Ce mémoire a été réalisé dans le cadre d’un mastère spécialisé en marketing et distribution au CNAM.

Le conseil en ergonomie peut se définir de deux manières différentes soit par le type de conseils fournis qui portent globalement sur l’amélioration des conditions de réalisation d’une tâche ou d’un travail, soit par la qualification des consultants. Dans ce deuxième cas, il se pose alors le problème de définir la qualification attendue. Ceci est quasiment impossible étant donné que le titre d’ergonome n’est pas réglementé comme peut l’être celui de psychologue ou de médecin. Nous nous intéressons donc au marché du conseil en ergonomie, en le définissant sur la base des fournitures attendues.

Le conseil en ergonomie.

Le conseil en ergonomie est un marché assez restreint.
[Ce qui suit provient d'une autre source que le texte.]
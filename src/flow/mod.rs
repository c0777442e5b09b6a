//! Flow-algorithm abstraction and the mnemonic registry.
//!
//! Algorithms are configured at construction and shared read-only across the
//! three concurrent channel tasks of a trial; the fitness score is written
//! back by the sequential trial thread after the join.

use crate::plane::Plane;
use crate::score::FitnessScore;
use crate::sweep::ParameterSpace;
use crate::util::{RaincastError, RaincastResult};

pub mod farneback;
pub mod field;
pub mod persistence;

pub use farneback::FarnebackFlow;
pub use field::FlowField;
pub use persistence::PersistenceFlow;

/// A configured dense-flow estimator applied independently per colour plane.
pub trait FlowAlgorithm: Send + Sync {
    /// Mnemonic identifying the algorithm family in output rows.
    fn mnemonic(&self) -> &'static str;

    /// Estimates motion from `curr` back to `prev`, then extrapolates `curr`
    /// one step forward along the recovered field.
    ///
    /// Out-of-bounds samples in the extrapolation stay transparent; the
    /// pipeline's validity plane masks them downstream.
    fn evaluate(&self, prev: &Plane, curr: &Plane) -> RaincastResult<Plane>;

    /// Column names for this algorithm's section of an output row.
    ///
    /// Empty for algorithms with nothing to report.
    fn columns(&self) -> Vec<&'static str>;

    /// Values matching [`columns`](Self::columns), rendered as row cells.
    fn row(&self) -> Vec<String>;

    /// Stores the latest fitness score, replacing any previous one.
    fn store_score(&mut self, score: FitnessScore);

    /// The most recently stored fitness score, if any trial has been scored.
    fn score(&self) -> Option<&FitnessScore>;
}

/// Produces configured algorithm instances for one sweep.
///
/// `None` signals the parameter space is exhausted — permanently, like the
/// underlying parameter generator.
pub trait AlgorithmGenerator: std::fmt::Debug {
    /// The next configured instance, or `None` once exhausted.
    fn next_algorithm(&mut self) -> Option<Box<dyn FlowAlgorithm>>;
}

/// Maps an algorithm mnemonic to a fresh per-sweep generator.
pub struct AlgorithmRegistry;

impl AlgorithmRegistry {
    /// Resolves `mnemonic` to a generator over `space`.
    ///
    /// Every call returns a fresh generator, so sweep state never leaks
    /// across independent runs. Unknown mnemonics fail before any work
    /// starts.
    pub fn create(
        mnemonic: &str,
        space: ParameterSpace,
    ) -> RaincastResult<Box<dyn AlgorithmGenerator>> {
        match mnemonic {
            farneback::MNEMONIC => Ok(Box::new(farneback::FarnebackGenerator::new(space))),
            persistence::MNEMONIC => Ok(Box::new(persistence::PersistenceGenerator::new())),
            _ => Err(RaincastError::UnknownAlgorithm {
                mnemonic: mnemonic.to_string(),
            }),
        }
    }

    /// Registered mnemonics, for diagnostics and usage text.
    pub fn mnemonics() -> &'static [&'static str] {
        &[farneback::MNEMONIC, persistence::MNEMONIC]
    }
}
Il n’existe pas d’informations statistiques fiables ou d’études d’envergure sur ce marché. Pour se faire une idée précise du marché, il est nécessaire de recouper plusieurs informations.
Environ cinq cents personnes sont inscrites à la SELF (Société d’Ergonomie de Langue Française) et le nombre d’ergonomes en activité est estimé à un millier toutes branches confondues. Le secteur du conseil en ergonomie se divise en deux branches qui correspondent grossièrement au clivage entre l’ergonomie francophone et l’ergonomie des IHM. Des métiers proches de l’ergonomie viennent aussi proposer leurs services en tant qu’ergonome, par exemple les infographistes dans le domaine des IHM ou les architectes dans le domaine de la conception d’espaces de travail.

Comment s’exprime la demande ?

Pour comprendre comment s’exprime le besoin de conseil en ergonomie, nous allons partir de trois demandes de prestations différentes qui ont été faites à l’entreprise iErgo et revenir sur les circonstances de ces demandes. Les trois demandes portent sur la spécialité d’iErgo, c’est-à-dire l’ergonomie des IHM. Elles ont été faites de gré à gré, sur la base de recommandations par le bouche à oreille.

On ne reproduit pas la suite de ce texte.